What is required:
Beneath this task are records; print exactly the stretch of them from the line with "pub fn from_gtf(s: &str)" through the line with "on one reference.", both ends included.
[Available data]
//! Strand orientation for genomic features.

use std::fmt;

/// Strand orientation of a genomic feature or query.
///
/// `None` is a wildcard: it is compatible with every strand.
#[derive(Debug, Clone, Copy, PartialEq, Eq, Hash, PartialOrd, Ord, Default)]
pub enum Strand {
    Plus,
    Minus,
    #[default]
    None,
}

impl Strand {
    /// Parse from GTF column 7. "+" and "-" are stranded; anything else is unstranded.
    #[must_use]
    pub fn from_gtf(s: &str) -> Self {
        match s {
            "+" => Self::Plus,
            "-" => Self::Minus,
            _ => Self::None,
        }
    }

    #[must_use]
    pub fn is_minus(self) -> bool {
        self == Self::Minus
    }

    /// Strand matching rule: `None` matches anything, otherwise strands must be equal.
    #[must_use]
    pub fn matches(self, other: Strand) -> bool {
        self == Self::None || other == Self::None || self == other
    }

    #[must_use]
    pub fn opposite(self) -> Self {
        match self {
            Self::Plus => Self::Minus,
            Self::Minus => Self::Plus,
            Self::None => Self::None,
        }
    }
}

impl fmt::Display for Strand {
    fn fmt(&self, f: &mut fmt::Formatter<'_>) -> fmt::Result {
        match self {
            Self::Plus => write!(f, "+"),
            Self::Minus => write!(f, "-"),
            Self::None => write!(f, "."),
        }
    }
}
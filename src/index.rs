//! Binned spatial index associating annotation values with genomic spans.
//!
//! Annotations are bucketed into fixed-width bins per reference. Each bin keeps
//! its entries sorted by `(start, end)` so a query can stop scanning a bin as
//! soon as an entry starts past the query end.

use std::collections::HashMap;
use std::ops::ControlFlow;

use crate::error::Error;
use crate::span::GenomeSpan;

/// Default bin width in bases.
pub const BIN_SIZE: i64 = 100_000;

/// Index key: one fixed-width bin on one reference.
#[derive(Debug, Clone, PartialEq, Eq, Hash)]
pub struct RefBin {
    pub reference: String,
    pub bin: i64,
}

/// A value attached to a genomic span.
#[derive(Debug, Clone, PartialEq)]
pub struct Annotation<T> {
    pub span: GenomeSpan,
    pub value: T,
}

/// Static description of the fields an annotation type can report.
pub trait AnnotationFields {
    const FIELDS: &'static [&'static str];
}

/// A generic named feature, as found in BED-style annotation tracks.
#[derive(Debug, Clone, PartialEq)]
pub struct BedFeature {
    pub name: String,
    pub score: Option<f64>,
}

impl AnnotationFields for BedFeature {
    const FIELDS: &'static [&'static str] = &["name", "score"];
}

/// Collects annotations, then freezes them into an immutable [`IntervalIndex`].
pub struct IntervalIndexBuilder<T> {
    bin_size: i64,
    annotations: Vec<Annotation<T>>,
}

impl<T> Default for IntervalIndexBuilder<T> {
    fn default() -> Self {
        Self::new()
    }
}

impl<T> IntervalIndexBuilder<T> {
    pub fn new() -> Self {
        Self {
            bin_size: BIN_SIZE,
            annotations: Vec::new(),
        }
    }

    pub fn with_bin_size(bin_size: i64) -> Result<Self, Error> {
        if bin_size <= 0 {
            return Err(Error::Validation(format!(
                "bin size must be positive, got {bin_size}"
            )));
        }
        Ok(Self {
            bin_size,
            annotations: Vec::new(),
        })
    }

    pub fn insert(&mut self, span: GenomeSpan, value: T) {
        self.annotations.push(Annotation { span, value });
    }

    #[must_use]
    pub fn len(&self) -> usize {
        self.annotations.len()
    }

    #[must_use]
    pub fn is_empty(&self) -> bool {
        self.annotations.is_empty()
    }

    /// Sort once and distribute every annotation into the bins it touches.
    pub fn build(mut self) -> IntervalIndex<T> {
        self.annotations.sort_by(|a, b| a.span.cmp(&b.span));

        let mut bins: HashMap<RefBin, Vec<usize>> = HashMap::new();
        let mut whole_reference: HashMap<String, Vec<usize>> = HashMap::new();
        let mut known_bins: HashMap<String, Vec<i64>> = HashMap::new();

        // Entries are visited in coordinate order, so every bin list comes out
        // sorted by (start, end) without a per-bin sort.
        for (i, annotation) in self.annotations.iter().enumerate() {
            let span = &annotation.span;
            if span.is_whole_reference() {
                whole_reference
                    .entry(span.reference().to_string())
                    .or_default()
                    .push(i);
                continue;
            }
            for bin in bin_range(span, self.bin_size) {
                let key = RefBin {
                    reference: span.reference().to_string(),
                    bin,
                };
                let list = bins.entry(key).or_default();
                if list.is_empty() {
                    known_bins
                        .entry(span.reference().to_string())
                        .or_default()
                        .push(bin);
                }
                list.push(i);
            }
        }
        for list in known_bins.values_mut() {
            list.sort_unstable();
        }

        IntervalIndex {
            bin_size: self.bin_size,
            annotations: self.annotations,
            bins,
            whole_reference,
            known_bins,
        }
    }
}

fn bin_range(span: &GenomeSpan, bin_size: i64) -> std::ops::RangeInclusive<i64> {
    span.start().div_euclid(bin_size)..=span.end().div_euclid(bin_size)
}

/// Read-only binned interval index.
#[derive(Debug)]
pub struct IntervalIndex<T> {
    bin_size: i64,
    /// Master list, sorted by span.
    annotations: Vec<Annotation<T>>,
    bins: HashMap<RefBin, Vec<usize>>,
    whole_reference: HashMap<String, Vec<usize>>,
    known_bins: HashMap<String, Vec<i64>>,
}

impl<T> IntervalIndex<T> {
    #[must_use]
    pub fn bin_size(&self) -> i64 {
        self.bin_size
    }

    #[must_use]
    pub fn len(&self) -> usize {
        self.annotations.len()
    }

    #[must_use]
    pub fn is_empty(&self) -> bool {
        self.annotations.is_empty()
    }

    /// All annotations in coordinate order.
    pub fn iter(&self) -> impl Iterator<Item = &Annotation<T>> {
        self.annotations.iter()
    }

    /// Annotations overlapping `query` (or containing it, when `only_within`).
    ///
    /// Each annotation appears once, in coordinate order, even if it spans
    /// several bins.
    #[must_use]
    pub fn find(&self, query: &GenomeSpan, only_within: bool) -> Vec<&Annotation<T>> {
        let mut hits = Vec::new();
        self.scan(query, only_within, |i| {
            hits.push(i);
            ControlFlow::Continue(())
        });
        hits.sort_unstable();
        hits.dedup();
        hits.into_iter().map(|i| &self.annotations[i]).collect()
    }

    /// Values of [`IntervalIndex::find`].
    #[must_use]
    pub fn find_values(&self, query: &GenomeSpan, only_within: bool) -> Vec<&T> {
        self.find(query, only_within)
            .into_iter()
            .map(|a| &a.value)
            .collect()
    }

    /// True if any annotation matches; stops at the first hit.
    #[must_use]
    pub fn has(&self, query: &GenomeSpan, only_within: bool) -> bool {
        let mut found = false;
        self.scan(query, only_within, |_| {
            found = true;
            ControlFlow::Break(())
        });
        found
    }

    /// Visit the master-list index of every matching annotation (possibly more
    /// than once). Returns how many candidates were examined.
    pub(crate) fn scan<F>(&self, query: &GenomeSpan, only_within: bool, mut visit: F) -> usize
    where
        F: FnMut(usize) -> ControlFlow<()>,
    {
        let mut examined = 0;
        let mut test = |i: usize, examined: &mut usize| -> ControlFlow<()> {
            *examined += 1;
            if self.annotations[i].span.covers(query, only_within) {
                visit(i)
            } else {
                ControlFlow::Continue(())
            }
        };

        if let Some(list) = self.whole_reference.get(query.reference()) {
            for &i in list {
                if test(i, &mut examined).is_break() {
                    return examined;
                }
            }
        }

        let mut key = RefBin {
            reference: query.reference().to_string(),
            bin: 0,
        };

        if query.is_whole_reference() {
            let Some(known) = self.known_bins.get(query.reference()) else {
                return examined;
            };
            for &bin in known {
                key.bin = bin;
                for &i in self.bins.get(&key).map(Vec::as_slice).unwrap_or_default() {
                    if test(i, &mut examined).is_break() {
                        return examined;
                    }
                }
            }
            return examined;
        }

        for bin in bin_range(query, self.bin_size) {
            key.bin = bin;
            let Some(list) = self.bins.get(&key) else {
                continue;
            };
            for &i in list {
                if self.annotations[i].span.start() > query.end() {
                    break;
                }
                if test(i, &mut examined).is_break() {
                    return examined;
                }
            }
        }
        examined
    }
}

impl<T: AnnotationFields> IntervalIndex<T> {
    /// Whether annotations in this index can report `key`. Independent of content.
    #[must_use]
    pub fn provides(&self, key: &str) -> bool {
        T::FIELDS.contains(&key)
    }
}

#[cfg(test)]
mod tests {
    use super::*;
    use crate::strand::Strand;
    use proptest::prelude::*;

    fn span(r: &str, start: i64, end: i64, strand: Strand) -> GenomeSpan {
        GenomeSpan::new(r, start, end, strand).unwrap()
    }

    fn feature(name: &str) -> BedFeature {
        BedFeature {
            name: name.to_string(),
            score: None,
        }
    }

    #[test]
    fn bed_feature_half_open_boundary() {
        let mut builder = IntervalIndexBuilder::new();
        builder.insert(span("chr1", 1000, 2000, Strand::Plus), feature("foo"));
        let index = builder.build();

        assert!(index.has(&span("chr1", 1999, 2000, Strand::None), false));
        assert!(!index.has(&span("chr1", 2000, 2001, Strand::None), false));
        assert!(index.has(&span("chr1", 1000, 1001, Strand::Plus), false));
        assert!(!index.has(&span("chr1", 1000, 1001, Strand::Minus), false));
        assert!(!index.has(&span("chr2", 1500, 1501, Strand::None), false));
    }

    #[test]
    fn only_within_requires_containment() {
        let mut builder = IntervalIndexBuilder::new();
        builder.insert(span("chr1", 100, 200, Strand::None), feature("a"));
        let index = builder.build();

        assert_eq!(index.find(&span("chr1", 150, 250, Strand::None), false).len(), 1);
        assert!(index.find(&span("chr1", 150, 250, Strand::None), true).is_empty());
        assert_eq!(index.find(&span("chr1", 150, 160, Strand::None), true).len(), 1);
    }

    #[test]
    fn multi_bin_annotation_reported_once() {
        let mut builder = IntervalIndexBuilder::new();
        builder.insert(span("chr1", 50_000, 350_000, Strand::None), feature("long"));
        builder.insert(span("chr1", 120_000, 130_000, Strand::None), feature("short"));
        let index = builder.build();

        let hits = index.find(&span("chr1", 0, 400_000, Strand::None), false);
        let names: Vec<&str> = hits.iter().map(|a| a.value.name.as_str()).collect();
        assert_eq!(names, vec!["long", "short"]);

        let hits = index.find(&GenomeSpan::whole_reference("chr1", Strand::None), false);
        assert_eq!(hits.len(), 2);
    }

    #[test]
    fn whole_reference_annotation_matches_any_query() {
        let mut builder = IntervalIndexBuilder::new();
        builder.insert(GenomeSpan::whole_reference("chrM", Strand::None), feature("mito"));
        let index = builder.build();

        assert!(index.has(&span("chrM", 16_000, 16_001, Strand::Minus), false));
        assert!(index.has(&span("chrM", 5, 6, Strand::None), true));
        assert!(!index.has(&span("chr1", 5, 6, Strand::None), false));
    }

    #[test]
    fn early_exit_bounds_scanned_candidates() {
        let mut builder = IntervalIndexBuilder::new();
        builder.insert(span("chr1", 10, 20, Strand::None), feature("hit"));
        for i in 0..1000 {
            builder.insert(span("chr1", 500 + i, 600 + i, Strand::None), feature("later"));
        }
        let index = builder.build();

        let query = span("chr1", 12, 15, Strand::None);
        let examined = index.scan(&query, false, |_| ControlFlow::Continue(()));
        assert_eq!(examined, 1);
        assert_eq!(index.find(&query, false).len(), 1);
    }

    #[test]
    fn provides_is_static() {
        let index: IntervalIndex<BedFeature> = IntervalIndexBuilder::new().build();
        assert!(index.provides("name"));
        assert!(index.provides("score"));
        assert!(!index.provides("gene_id"));
    }

    #[test]
    fn rejects_non_positive_bin_size() {
        assert!(IntervalIndexBuilder::<BedFeature>::with_bin_size(0).is_err());
        assert!(IntervalIndexBuilder::<BedFeature>::with_bin_size(1000).is_ok());
    }

    fn arb_entry() -> impl Strategy<Value = (u8, i64, i64, u8)> {
        (0u8..2, 0i64..5_000, 1i64..800, 0u8..3)
    }

    fn to_span(reference: u8, start: i64, len: i64, strand: u8) -> GenomeSpan {
        let strand = match strand {
            0 => Strand::Plus,
            1 => Strand::Minus,
            _ => Strand::None,
        };
        let reference = if reference == 0 { "chr1" } else { "chr2" };
        GenomeSpan::new(reference, start, start + len, strand).unwrap()
    }

    proptest! {
        #[test]
        fn find_matches_linear_scan(
            entries in proptest::collection::vec(arb_entry(), 0..60),
            query in arb_entry(),
            only_within in any::<bool>(),
        ) {
            let mut builder = IntervalIndexBuilder::with_bin_size(1_000).unwrap();
            for (id, &(r, s, l, st)) in entries.iter().enumerate() {
                builder.insert(to_span(r, s, l, st), id);
            }
            let index = builder.build();
            let query = to_span(query.0, query.1, query.2, query.3);

            let mut found: Vec<usize> = index
                .find(&query, only_within)
                .into_iter()
                .map(|a| a.value)
                .collect();
            found.sort_unstable();

            let expected: Vec<usize> = entries
                .iter()
                .enumerate()
                .filter(|(_, entry)| {
                    let (r, s, l, st) = **entry;
                    to_span(r, s, l, st).covers(&query, only_within)
                })
                .map(|(id, _)| id)
                .collect();

            prop_assert_eq!(&found, &expected);
            prop_assert_eq!(index.has(&query, only_within), !expected.is_empty());
        }
    }
}
//! Variant-effect caller: runs each variant against every nearby transcript
//! and produces one row per (variant, transcript) pair.

use std::fmt;
use std::io::BufRead;
use std::str::FromStr;

use crate::coding::{CodingSequence, Consequence, Impact};
use crate::error::Error;
use crate::model::{GeneModel, Transcript};
use crate::reference::SequenceSource;
use crate::span::GenomeSpan;
use crate::strand::Strand;

/// Distance from a transcript within which upstream/downstream rows are reported.
pub const DEFAULT_FLANK: i64 = 5_000;

/// One REF/ALT pair at a 1-based position.
#[derive(Debug, Clone, PartialEq, Eq)]
pub struct VariantRecord {
    pub chrom: String,
    pub pos: i64,
    pub reference: String,
    pub alternate: String,
}

impl VariantRecord {
    /// Forward-strand span covered by the REF allele (at least one base).
    pub fn span(&self) -> Result<GenomeSpan, Error> {
        let start = self.pos - 1;
        let len = self.reference.len().max(1) as i64;
        GenomeSpan::new(self.chrom.clone(), start, start + len, Strand::None)
    }
}

impl FromStr for VariantRecord {
    type Err = Error;

    /// Parse `chrom <tab> pos <tab> ref <tab> alt`. ALT must hold a single allele.
    fn from_str(line: &str) -> Result<Self, Self::Err> {
        let fields: Vec<&str> = line.split('\t').map(str::trim).collect();
        if fields.len() < 4 {
            return Err(Error::Parse(format!(
                "variant line has {} columns, expected 4",
                fields.len()
            )));
        }
        let pos: i64 = fields[1]
            .parse()
            .map_err(|e| Error::Parse(format!("invalid position '{}': {e}", fields[1])))?;
        if pos < 1 {
            return Err(Error::Parse(format!("position must be 1-based, got {pos}")));
        }
        if fields[2].is_empty() || fields[3].is_empty() {
            return Err(Error::Parse("empty REF or ALT allele".to_string()));
        }
        if fields[3].contains(',') {
            return Err(Error::Parse(format!(
                "multi-allelic ALT '{}' must be split first",
                fields[3]
            )));
        }
        Ok(Self {
            chrom: fields[0].to_string(),
            pos,
            reference: fields[2].to_string(),
            alternate: fields[3].to_string(),
        })
    }
}

/// Read variant lines, splitting multi-allelic ALT columns into one record per allele.
pub fn read_variants<R: BufRead>(reader: R) -> Result<Vec<VariantRecord>, Error> {
    let mut variants = Vec::new();
    for (line_num, line) in reader.lines().enumerate() {
        let line = line?;
        if line.starts_with('#') || line.trim().is_empty() {
            continue;
        }
        let wrap = |e: Error| Error::Parse(format!("{e} (line {}: {line})", line_num + 1));
        let fields: Vec<&str> = line.split('\t').collect();
        let Some(alts) = fields.get(3) else {
            return Err(wrap(Error::Parse("missing ALT column".to_string())));
        };
        for alt in alts.split(',') {
            let mut allele = fields.clone();
            allele[3] = alt;
            variants.push(allele.join("\t").parse::<VariantRecord>().map_err(wrap)?);
        }
    }
    Ok(variants)
}

/// A produced row: one variant against one transcript.
#[derive(Debug, Clone, PartialEq, Eq)]
pub struct EffectRow {
    pub chrom: String,
    pub pos: i64,
    pub reference: String,
    pub alternate: String,
    pub gene: String,
    pub transcript_id: String,
    pub protein_id: String,
    pub cds_variant: String,
    pub protein_variant: String,
    pub consequence: Consequence,
    pub impact: Impact,
}

impl EffectRow {
    pub const HEADER: &'static str = "chrom\tpos\tref\talt\tgene\ttranscript_id\tprotein_id\tcds_variant\tprotein_variant\tconsequence\timpact";

    fn intergenic(variant: &VariantRecord) -> Self {
        Self {
            chrom: variant.chrom.clone(),
            pos: variant.pos,
            reference: variant.reference.clone(),
            alternate: variant.alternate.clone(),
            gene: String::new(),
            transcript_id: String::new(),
            protein_id: String::new(),
            cds_variant: String::new(),
            protein_variant: String::new(),
            consequence: Consequence::IntergenicVariant,
            impact: Consequence::IntergenicVariant.impact(),
        }
    }
}

impl fmt::Display for EffectRow {
    fn fmt(&self, f: &mut fmt::Formatter<'_>) -> fmt::Result {
        write!(
            f,
            "{}\t{}\t{}\t{}\t{}\t{}\t{}\t{}\t{}\t{}\t{}",
            self.chrom,
            self.pos,
            self.reference,
            self.alternate,
            self.gene,
            self.transcript_id,
            self.protein_id,
            self.cds_variant,
            self.protein_variant,
            self.consequence,
            self.impact
        )
    }
}

/// A (variant, transcript) pair that could not be annotated.
#[derive(Debug)]
pub struct AnnotationFailure {
    pub variant: VariantRecord,
    pub transcript_id: String,
    pub error: Error,
}

impl fmt::Display for AnnotationFailure {
    fn fmt(&self, f: &mut fmt::Formatter<'_>) -> fmt::Result {
        write!(
            f,
            "{}:{} {}>{} on {}: {}",
            self.variant.chrom,
            self.variant.pos,
            self.variant.reference,
            self.variant.alternate,
            self.transcript_id,
            self.error
        )
    }
}

/// Rows produced for a batch, plus the pairs that were skipped.
#[derive(Debug, Default)]
pub struct AnnotationOutcome {
    pub rows: Vec<EffectRow>,
    pub failures: Vec<AnnotationFailure>,
}

impl AnnotationOutcome {
    fn extend(&mut self, other: AnnotationOutcome) {
        self.rows.extend(other.rows);
        self.failures.extend(other.failures);
    }
}

/// Annotates variants against a gene model using reference bases from `source`.
pub struct VariantAnnotator<'a, S: SequenceSource + ?Sized> {
    model: &'a GeneModel,
    source: &'a S,
    flank: i64,
}

impl<'a, S: SequenceSource + ?Sized> VariantAnnotator<'a, S> {
    pub fn new(model: &'a GeneModel, source: &'a S) -> Self {
        Self {
            model,
            source,
            flank: DEFAULT_FLANK,
        }
    }

    /// Report upstream/downstream rows up to `flank` bases from a transcript.
    #[must_use]
    pub fn with_flank(mut self, flank: i64) -> Self {
        self.flank = flank.max(0);
        self
    }

    /// Annotate one variant. Failures on individual transcripts are collected,
    /// never propagated.
    pub fn annotate(&self, variant: &VariantRecord) -> AnnotationOutcome {
        let mut outcome = AnnotationOutcome::default();
        let span = match variant.span() {
            Ok(span) => span,
            Err(error) => {
                outcome.failures.push(AnnotationFailure {
                    variant: variant.clone(),
                    transcript_id: String::new(),
                    error,
                });
                return outcome;
            }
        };

        let window = span.extend5(self.flank).extend3(self.flank);
        for gene in self.model.find_genes(&window, false) {
            for tx in self.model.transcripts_of(gene) {
                if !self.within_flank(tx, &span) {
                    continue;
                }
                match self.annotate_transcript(tx, variant) {
                    Ok(row) => outcome.rows.push(row),
                    Err(error) => outcome.failures.push(AnnotationFailure {
                        variant: variant.clone(),
                        transcript_id: tx.id.clone(),
                        error,
                    }),
                }
            }
        }

        if outcome.rows.is_empty() && outcome.failures.is_empty() {
            outcome.rows.push(EffectRow::intergenic(variant));
        }
        outcome
    }

    /// Annotate a batch in input order.
    pub fn annotate_all<'v, I>(&self, variants: I) -> AnnotationOutcome
    where
        I: IntoIterator<Item = &'v VariantRecord>,
    {
        let mut outcome = AnnotationOutcome::default();
        for variant in variants {
            outcome.extend(self.annotate(variant));
        }
        outcome
    }

    fn within_flank(&self, tx: &Transcript, span: &GenomeSpan) -> bool {
        span.start() < tx.end + self.flank && span.end() > tx.start - self.flank
    }

    fn annotate_transcript(&self, tx: &Transcript, variant: &VariantRecord) -> Result<EffectRow, Error> {
        let gene = self.model.gene_of(tx);
        let sequence = CodingSequence::for_transcript(gene, tx, self.source)?;
        let effect = sequence.add_variant(
            &variant.chrom,
            variant.pos,
            &variant.reference,
            &variant.alternate,
        )?;
        Ok(EffectRow {
            chrom: variant.chrom.clone(),
            pos: variant.pos,
            reference: variant.reference.clone(),
            alternate: variant.alternate.clone(),
            gene: gene.name.clone(),
            transcript_id: tx.id.clone(),
            protein_id: tx.protein_id.clone().unwrap_or_default(),
            cds_variant: effect.cds_notation,
            protein_variant: effect.aa_notation,
            impact: effect.consequence.impact(),
            consequence: effect.consequence,
        })
    }
}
[/Available data]
Exercise response:
    pub fn from_gtf(s: &str) -> Self {
        match s {
            "+" => Self::Plus,
            "-" => Self::Minus,
            _ => Self::None,
        }
    }

    #[must_use]
    pub fn is_minus(self) -> bool {
        self == Self::Minus
    }

    /// Strand matching rule: `None` matches anything, otherwise strands must be equal.
    #[must_use]
    pub fn matches(self, other: Strand) -> bool {
        self == Self::None || other == Self::None || self == other
    }

    #[must_use]
    pub fn opposite(self) -> Self {
        match self {
            Self::Plus => Self::Minus,
            Self::Minus => Self::Plus,
            Self::None => Self::None,
        }
    }
}

impl fmt::Display for Strand {
    fn fmt(&self, f: &mut fmt::Formatter<'_>) -> fmt::Result {
        match self {
            Self::Plus => write!(f, "+"),
            Self::Minus => write!(f, "-"),
            Self::None => write!(f, "."),
        }
    }
}
filename src/index.rs
//! Binned spatial index associating annotation values with genomic spans.
//!
//! Annotations are bucketed into fixed-width bins per reference. Each bin keeps
//! its entries sorted by `(start, end)` so a query can stop scanning a bin as
//! soon as an entry starts past the query end.

use std::collections::HashMap;
use std::ops::ControlFlow;

use crate::error::Error;
use crate::span::GenomeSpan;

/// Default bin width in bases.
pub const BIN_SIZE: i64 = 100_000;

/// Index key: one fixed-width bin on one reference.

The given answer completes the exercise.